Northern Alliance Gen. Atiqullah Baryalai, who is leading the fight in Konduz, said only 100 Taliban fighters have defected after days of negotiations.

Dadullah and Khan said they are willing to give up their heavy weapons and all non-Afghan fighters to the United Nations and called for the international body to appoint a neutral caretaker and governor for Konduz, the Afghan elders said.

The two men also said they support the proposed loya jirga -- the traditional council in which Afghans choose a government -- and the former Afghan King Mohammad Zahir Shah, who has pledged to help construct a post-Taliban Afghan government.

Dadullah and Khan insisted that they would not surrender to the Northern Alliance because they said the alliance has no respect for human rights, property and honor. They said the Taliban would continue to fight if the alliance enters the city.

Aided by U.S. air raids, Northern Alliance troops captured most of the area around Konduz during a rapid offensive last week.

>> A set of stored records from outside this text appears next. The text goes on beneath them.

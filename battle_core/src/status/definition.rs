//! Status effect definitions - immutable catalog entries

use gear_core::{StatusCategory, StatusType};
use serde::{Deserialize, Serialize};
use std::ops::AddAssign;

/// Whether an effect helps or hurts its holder
#[derive(Debug, Clone, Copy, PartialEq, Eq, Hash, Serialize, Deserialize)]
#[serde(rename_all = "snake_case")]
pub enum EffectKind {
    Buff,
    Debuff,
}

/// How a re-application merges with an existing instance
#[derive(Debug, Clone, Copy, PartialEq, Eq, Serialize, Deserialize, Default)]
#[serde(rename_all = "snake_case")]
pub enum RefreshRule {
    /// Keep the longer duration; stacks are not added together
    Refresh,
    /// Add stacks (capped) and keep the longer duration
    #[default]
    Add,
    /// Add stacks (capped); duration is left alone
    Ignore,
}

/// Percentage stat changes
#[derive(Debug, Clone, Copy, Default, PartialEq, Serialize, Deserialize)]
pub struct StatModifiers {
    #[serde(default)]
    pub attack: f64,
    #[serde(default)]
    pub magic: f64,
    #[serde(default)]
    pub defense: f64,
    #[serde(default)]
    pub magic_defense: f64,
    #[serde(default)]
    pub speed: f64,
}

impl StatModifiers {
    pub fn scaled(&self, factor: f64) -> StatModifiers {
        StatModifiers {
            attack: self.attack * factor,
            magic: self.magic * factor,
            defense: self.defense * factor,
            magic_defense: self.magic_defense * factor,
            speed: self.speed * factor,
        }
    }

    pub fn is_zero(&self) -> bool {
        *self == StatModifiers::default()
    }
}

impl AddAssign for StatModifiers {
    fn add_assign(&mut self, other: StatModifiers) {
        self.attack += other.attack;
        self.magic += other.magic;
        self.defense += other.defense;
        self.magic_defense += other.magic_defense;
        self.speed += other.speed;
    }
}

/// Numeric effect of one stack
#[derive(Debug, Clone, Default, PartialEq, Serialize, Deserialize)]
pub struct EffectPayload {
    /// Damage per stack at the start of each turn
    #[serde(default)]
    pub damage_per_stack: f64,
    #[serde(default)]
    pub stat_modifiers: StatModifiers,
    /// Percent change to incoming hit damage, per stack
    #[serde(default)]
    pub damage_taken: f64,
    #[serde(default)]
    pub cannot_act: bool,
    /// Percent of received hit damage sent back, per stack
    #[serde(default)]
    pub reflect: f64,
    /// DoT damage heals whoever applied it
    #[serde(default)]
    pub lifesteal: bool,
    /// Removed the moment the holder takes hit damage
    #[serde(default)]
    pub break_on_damage: bool,
}

/// A catalog entry
#[derive(Debug, Clone, PartialEq, Serialize, Deserialize)]
pub struct StatusDefinition {
    pub id: StatusType,
    pub kind: EffectKind,
    pub category: StatusCategory,
    #[serde(default)]
    pub payload: EffectPayload,
    #[serde(default)]
    pub stackable: bool,
    #[serde(default = "default_max_stacks")]
    pub max_stacks: u32,
    #[serde(default)]
    pub refresh: RefreshRule,
    /// Child statuses this effect decomposes into
    #[serde(default)]
    pub composite: Vec<StatusType>,
    /// Only reachable through a composite parent
    #[serde(default)]
    pub direct_apply_banned: bool,
    #[serde(default)]
    pub max_duration: Option<u32>,
    /// Immunity to the aliased status also covers this one
    #[serde(default)]
    pub immunity_alias: Option<StatusType>,
}

fn default_max_stacks() -> u32 {
    1
}

impl StatusDefinition {
    fn new(id: StatusType, kind: EffectKind, category: StatusCategory) -> Self {
        StatusDefinition {
            id,
            kind,
            category,
            payload: EffectPayload::default(),
            stackable: false,
            max_stacks: 1,
            refresh: RefreshRule::Refresh,
            composite: Vec::new(),
            direct_apply_banned: false,
            max_duration: None,
            immunity_alias: None,
        }
    }

    pub fn buff(id: StatusType, category: StatusCategory) -> Self {
        Self::new(id, EffectKind::Buff, category)
    }

    pub fn debuff(id: StatusType, category: StatusCategory) -> Self {
        Self::new(id, EffectKind::Debuff, category)
    }

    /// Stackable up to `cap`, adding stacks on re-application
    pub fn stacking(mut self, cap: u32) -> Self {
        self.stackable = true;
        self.max_stacks = cap.max(1);
        self.refresh = RefreshRule::Add;
        self
    }

    pub fn refresh_rule(mut self, rule: RefreshRule) -> Self {
        self.refresh = rule;
        self
    }

    pub fn dot(mut self, damage_per_stack: f64) -> Self {
        self.payload.damage_per_stack = damage_per_stack;
        self
    }

    pub fn modifiers(mut self, modifiers: StatModifiers) -> Self {
        self.payload.stat_modifiers = modifiers;
        self
    }

    pub fn damage_taken(mut self, percent: f64) -> Self {
        self.payload.damage_taken = percent;
        self
    }

    pub fn cannot_act(mut self) -> Self {
        self.payload.cannot_act = true;
        self
    }

    pub fn reflect(mut self, percent: f64) -> Self {
        self.payload.reflect = percent;
        self
    }

    pub fn lifesteal(mut self) -> Self {
        self.payload.lifesteal = true;
        self
    }

    pub fn break_on_damage(mut self) -> Self {
        self.payload.break_on_damage = true;
        self
    }

    pub fn composite_of(mut self, children: Vec<StatusType>) -> Self {
        self.composite = children;
        self
    }

    /// Child of `parent`: direct application banned, immunity shared
    pub fn part_of(mut self, parent: StatusType) -> Self {
        self.direct_apply_banned = true;
        self.immunity_alias = Some(parent);
        self
    }

    pub fn max_duration(mut self, turns: u32) -> Self {
        self.max_duration = Some(turns);
        self
    }

    pub fn is_composite(&self) -> bool {
        !self.composite.is_empty()
    }

    pub fn is_control(&self) -> bool {
        self.category == StatusCategory::Control
    }

    /// Stack cap that actually applies (non-stackable effects hold one stack)
    pub fn stack_cap(&self) -> u32 {
        if self.stackable {
            self.max_stacks.max(1)
        } else {
            1
        }
    }

    pub fn clamp_duration(&self, duration: u32) -> u32 {
        match self.max_duration {
            Some(cap) => duration.min(cap),
            None => duration,
        }
    }
}

#[cfg(test)]
mod tests {
    use super::*;

    #[test]
    fn test_builder_defaults() {
        let def = StatusDefinition::debuff(StatusType::Stun, StatusCategory::Control)
            .cannot_act()
            .max_duration(2);
        assert!(!def.stackable);
        assert_eq!(def.stack_cap(), 1);
        assert_eq!(def.refresh, RefreshRule::Refresh);
        assert_eq!(def.clamp_duration(5), 2);
        assert_eq!(def.clamp_duration(1), 1);
        assert!(def.is_control());
    }

    #[test]
    fn test_stacking_sets_add_rule() {
        let def = StatusDefinition::debuff(StatusType::Poison, StatusCategory::Damage)
            .stacking(10)
            .dot(3.0);
        assert!(def.stackable);
        assert_eq!(def.stack_cap(), 10);
        assert_eq!(def.refresh, RefreshRule::Add);
        assert_eq!(def.clamp_duration(99), 99);
    }

    #[test]
    fn test_part_of_bans_direct_apply() {
        let def = StatusDefinition::debuff(StatusType::CurseWeakness, StatusCategory::Modifier)
            .part_of(StatusType::Curse);
        assert!(def.direct_apply_banned);
        assert_eq!(def.immunity_alias, Some(StatusType::Curse));
    }

    #[test]
    fn test_modifiers_scale_and_sum() {
        let mut total = StatModifiers::default();
        total += StatModifiers {
            attack: 10.0,
            ..Default::default()
        }
        .scaled(3.0);
        total += StatModifiers {
            attack: -5.0,
            speed: 20.0,
            ..Default::default()
        };
        assert!((total.attack - 25.0).abs() < f64::EPSILON);
        assert!((total.speed - 20.0).abs() < f64::EPSILON);
        assert!(!total.is_zero());
    }
}
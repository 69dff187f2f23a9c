use crate::action::{ActionEntry, ActionPool};
use crate::config::{StatsConfig, TemplateFileConfig, TraitsConfig};
use crate::TemplateError;
use gear_core::{DamageKind, StatusCategory, StatusResistanceTable, StatusType, WeaponType};
use serde::{Deserialize, Serialize};
use std::collections::HashSet;
use std::fmt;
use std::str::FromStr;

/// Creature classification
#[derive(Debug, Clone, Copy, PartialEq, Eq, Hash, Serialize, Deserialize, Default)]
#[serde(rename_all = "snake_case")]
pub enum EnemyKind {
    #[default]
    Beast,
    Humanoid,
    Undead,
    Elemental,
    Construct,
    Demon,
}

impl fmt::Display for EnemyKind {
    fn fmt(&self, f: &mut fmt::Formatter<'_>) -> fmt::Result {
        match self {
            EnemyKind::Beast => write!(f, "Beast"),
            EnemyKind::Humanoid => write!(f, "Humanoid"),
            EnemyKind::Undead => write!(f, "Undead"),
            EnemyKind::Elemental => write!(f, "Elemental"),
            EnemyKind::Construct => write!(f, "Construct"),
            EnemyKind::Demon => write!(f, "Demon"),
        }
    }
}

/// Unscaled opponent stats
#[derive(Debug, Clone, Copy, Default, PartialEq, Serialize, Deserialize)]
pub struct BaseStats {
    pub attack: f64,
    pub magic: f64,
    pub defense: f64,
    pub magic_defense: f64,
    pub speed: f64,
}

impl From<StatsConfig> for BaseStats {
    fn from(config: StatsConfig) -> Self {
        BaseStats {
            attack: config.attack,
            magic: config.magic,
            defense: config.defense,
            magic_defense: config.magic_defense,
            speed: config.speed,
        }
    }
}

/// Opponent defensive traits
///
/// Resistances here are not capped: 100 or more blocks a damage kind entirely.
#[derive(Debug, Clone, Default, PartialEq, Serialize, Deserialize)]
pub struct Traits {
    pub physical_resistance: f64,
    pub magical_resistance: f64,
    pub immunities: HashSet<StatusType>,
    pub status_resistances: StatusResistanceTable,
    pub attack_immunities: HashSet<WeaponType>,
}

impl Traits {
    pub fn resistance_for(&self, kind: DamageKind) -> f64 {
        match kind {
            DamageKind::Physical => self.physical_resistance,
            DamageKind::Magical => self.magical_resistance,
        }
    }

    pub fn is_immune_to_attack(&self, weapon_type: WeaponType) -> bool {
        self.attack_immunities.contains(&weapon_type)
    }

    fn from_config(config: TraitsConfig) -> Result<Self, TemplateError> {
        let mut status_resistances = StatusResistanceTable::new();
        for (key, value) in config.status_resistances {
            if key == "all" {
                status_resistances.set_all(value);
            } else if let Ok(category) = StatusCategory::from_str(&key) {
                status_resistances.set_category(category, value);
            } else if let Ok(status) = StatusType::from_str(&key) {
                status_resistances.set_status(status, value);
            } else {
                return Err(TemplateError::InvalidResistanceKey(key));
            }
        }

        Ok(Traits {
            physical_resistance: config.physical_resistance,
            magical_resistance: config.magical_resistance,
            immunities: config.immunities.into_iter().collect(),
            status_resistances,
            attack_immunities: config.attack_immunities.into_iter().collect(),
        })
    }
}

/// A reusable opponent blueprint
#[derive(Debug, Clone, PartialEq, Serialize, Deserialize)]
pub struct EnemyTemplate {
    pub id: String,
    pub name: String,
    pub kind: EnemyKind,
    pub base_hp: u32,
    pub stats: BaseStats,
    pub traits: Traits,
    pub actions: ActionPool,
}

impl EnemyTemplate {
    /// Parse a template from config
    pub fn from_config(config: TemplateFileConfig) -> Result<Self, TemplateError> {
        let entries: Vec<ActionEntry> = config
            .actions
            .into_iter()
            .map(ActionEntry::from_config)
            .collect::<Result<_, _>>()?;

        if entries.is_empty() {
            tracing::warn!(template = %config.enemy.id, "template has no action pool");
        }

        Ok(EnemyTemplate {
            id: config.enemy.id,
            name: config.enemy.name,
            kind: config.enemy.kind,
            base_hp: config.enemy.base_hp,
            stats: config.enemy.stats.into(),
            traits: Traits::from_config(config.enemy.traits)?,
            actions: ActionPool::new(entries),
        })
    }
}
use crate::weighted::weighted_index;
use rand::Rng;
use serde::{Deserialize, Serialize};
use std::fmt;

/// Opponent strength class
#[derive(Debug, Clone, Copy, PartialEq, Eq, Hash, Serialize, Deserialize, Default)]
#[serde(rename_all = "snake_case")]
pub enum EnemyTier {
    #[default]
    Normal,
    Elite,
    Named,
    Boss,
}

/// Scaling numbers for one tier
#[derive(Debug, Clone, Copy, PartialEq)]
pub struct TierProfile {
    /// Relative chance to roll this tier
    pub spawn_weight: u32,
    pub stat_multiplier: f64,
    pub hp_multiplier: f64,
    /// Control resistance granted when the template sets none
    pub control_resistance_floor: f64,
    /// Modifier (stat debuff) resistance granted when the template sets none
    pub debuff_resistance_floor: f64,
    /// Multiplier on the weight of "status" actions in the pool
    pub status_weight_multiplier: f64,
    pub exp_multiplier: f64,
}

impl EnemyTier {
    pub fn all() -> &'static [EnemyTier] {
        &[
            EnemyTier::Normal,
            EnemyTier::Elite,
            EnemyTier::Named,
            EnemyTier::Boss,
        ]
    }

    pub fn profile(&self) -> TierProfile {
        match self {
            EnemyTier::Normal => TierProfile {
                spawn_weight: 70,
                stat_multiplier: 1.0,
                hp_multiplier: 1.0,
                control_resistance_floor: 0.0,
                debuff_resistance_floor: 0.0,
                status_weight_multiplier: 1.0,
                exp_multiplier: 1.0,
            },
            EnemyTier::Elite => TierProfile {
                spawn_weight: 20,
                stat_multiplier: 1.3,
                hp_multiplier: 1.5,
                control_resistance_floor: 15.0,
                debuff_resistance_floor: 10.0,
                status_weight_multiplier: 1.25,
                exp_multiplier: 2.0,
            },
            EnemyTier::Named => TierProfile {
                spawn_weight: 8,
                stat_multiplier: 1.6,
                hp_multiplier: 2.2,
                control_resistance_floor: 30.0,
                debuff_resistance_floor: 20.0,
                status_weight_multiplier: 1.5,
                exp_multiplier: 3.5,
            },
            EnemyTier::Boss => TierProfile {
                spawn_weight: 2,
                stat_multiplier: 2.0,
                hp_multiplier: 3.5,
                control_resistance_floor: 50.0,
                debuff_resistance_floor: 35.0,
                status_weight_multiplier: 2.0,
                exp_multiplier: 6.0,
            },
        }
    }

    /// Roll a tier by spawn weight
    pub fn roll<R: Rng>(rng: &mut R) -> EnemyTier {
        let weights: Vec<u32> = Self::all().iter().map(|t| t.profile().spawn_weight).collect();
        weighted_index(&weights, rng)
            .map(|i| Self::all()[i])
            .unwrap_or_default()
    }
}

impl fmt::Display for EnemyTier {
    fn fmt(&self, f: &mut fmt::Formatter<'_>) -> fmt::Result {
        match self {
            EnemyTier::Normal => write!(f, "Normal"),
            EnemyTier::Elite => write!(f, "Elite"),
            EnemyTier::Named => write!(f, "Named"),
            EnemyTier::Boss => write!(f, "Boss"),
        }
    }
}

U.S. airstrikes hit Taliban positions in the region again Sunday, with raids about nine miles (15 kilometers) outside Konduz.

Northern Alliance officials said they have deployed about 30,000 troops to the front, but they are not prepared to move forward into the city because they are low on ammunition and are awaiting the outcome of the U.S. strikes.

U.S. Secretary of State Colin Powell pledged Sunday morning in Washington that the strikes would continue near Konduz and other areas of Afghanistan.

"This war is not over," Powell told Fox News on Sunday. "It'll continue for a while until the Taliban power is totally cracked and other tribes in the south start to reassert control."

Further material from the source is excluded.